ODM is a set of tools for administratively downloading content from OneDrive to a local directory tree without the involvement of the end user. It also includes a tool for administratively uploading a local directory tree to Google Drive.

Setting up your environment

This tool was mainly written and tested using Python 2.7 on Linux. Portions of the code were also tested under various versions of Python >= 3.4.

For development, we recommend using a virtualenv to install ODM's Python dependencies.

  • Run init.sh to set up the virtualenv
  • When you want to use ODM, source env-setup.sh (. env-setup.sh) to set up the necessary environment variables.

Credentials

The odm command requires credentials for an authorized Azure AD 2.0 client. The gdm command requires credentials for an authorized Google service account.

Azure AD 2.0

  • Register your client at https://apps.dev.microsoft.com/ (Azure AD 2.0 clients are also called "Converged applications").
    • Under Application Secrets select Generate New Password; use this as the client_secret in your ODM config.
    • Under Platforms, add a web platform with a redirect URL of https://localhost (with the authentication flow we're using this URL is not useful in any way, but it can't be omitted)
    • Under Microsoft Graph Permissions add the necessary Application Permissions:
      • User.Read.All
      • Files.Read.All
      • Notes.Read.All
  • Grant permissions for your tenant by visiting https://login.microsoftonline.com/common/adminconsent?client_id=FOO&redirect_uri=https://localhost while logged in as an admin.

Google Service Account

  • Create a project at https://console.developers.google.com/cloud-resource-manager
  • Inside the project, create a service account.
    • Name the account something meaningful.
    • The account does not require any roles.
    • Select Furnish a new private key and the JSON key type.
    • Enable G Suite Domain Wide Delegation
    • Creating the account will download a JSON file; use this as the credentials in your ODM config.
  • Inside the project, enable the Google Drive API.
    • Open the navigation menu by clicking the three bars icon at the top left.
    • Click APIs & Services
    • Click ENABLE APIS AND SERVICES
    • Find Google Drive API
    • Click ENABLE
  • As a super-admin, authorize the scopes at https://admin.google.com/
    • Click Security
    • Click Advanced settings
    • Click Manage API client access
    • Enter the client ID and authorize it for https://www.googleapis.com/auth/drive

Downloading from OneDrive

Individual operations are designed to be idempotent and cleanly resumable. Because fetching metadata for large drives is a very expensive operation (both in volume of API calls and time) it's done as a separate step, and the download operations use this cached metadata file instead of the live API.

Fetch metadata

odm user ezekielh show
odm user ezekielh list-drives
odm user ezekielh list-items > ezekielh.json

Download items

Downloaded files are verified as they're saved, but you can also re-check the state of previously downloaded files as a separate operation, or clean up an existing destination folder by deleting extraneous files.

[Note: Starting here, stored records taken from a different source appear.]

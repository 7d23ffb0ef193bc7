pub mod campaign;
pub mod expense;
pub mod lookup;
pub mod plan;
pub mod vendor;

odm list ezekielh.json list-filenames
odm list ezekielh.json download-estimate
odm list ezekielh.json download --dest /var/tmp/ezekielh
odm list ezekielh.json verify --dest /var/tmp/ezekielh
odm list ezekielh.json clean-filetree --dest /var/tmp/ezekielh

Convert OneNote notebooks

OneNote has a rudimentary API that allows some but not all note data to be extracted and converted to HTML documents.

odm user ezekielh list-notebooks > ezekielh-onenote.json
odm list ezekielh-onenote.json convert-notebooks --dest '/var/tmp/ezekielh/Exported from OneNote'

Uploading to Google Drive

gdm filetree /var/tmp/ezekielh upload ezekielh --dest "Magically Delicious"
gdm filetree /var/tmp/ezekielh verify ezekielh --dest "Magically Delicious"

Known Limitations

  • The modification time of individual files is preserved, but no attempt is made to preserve the mtime of folders.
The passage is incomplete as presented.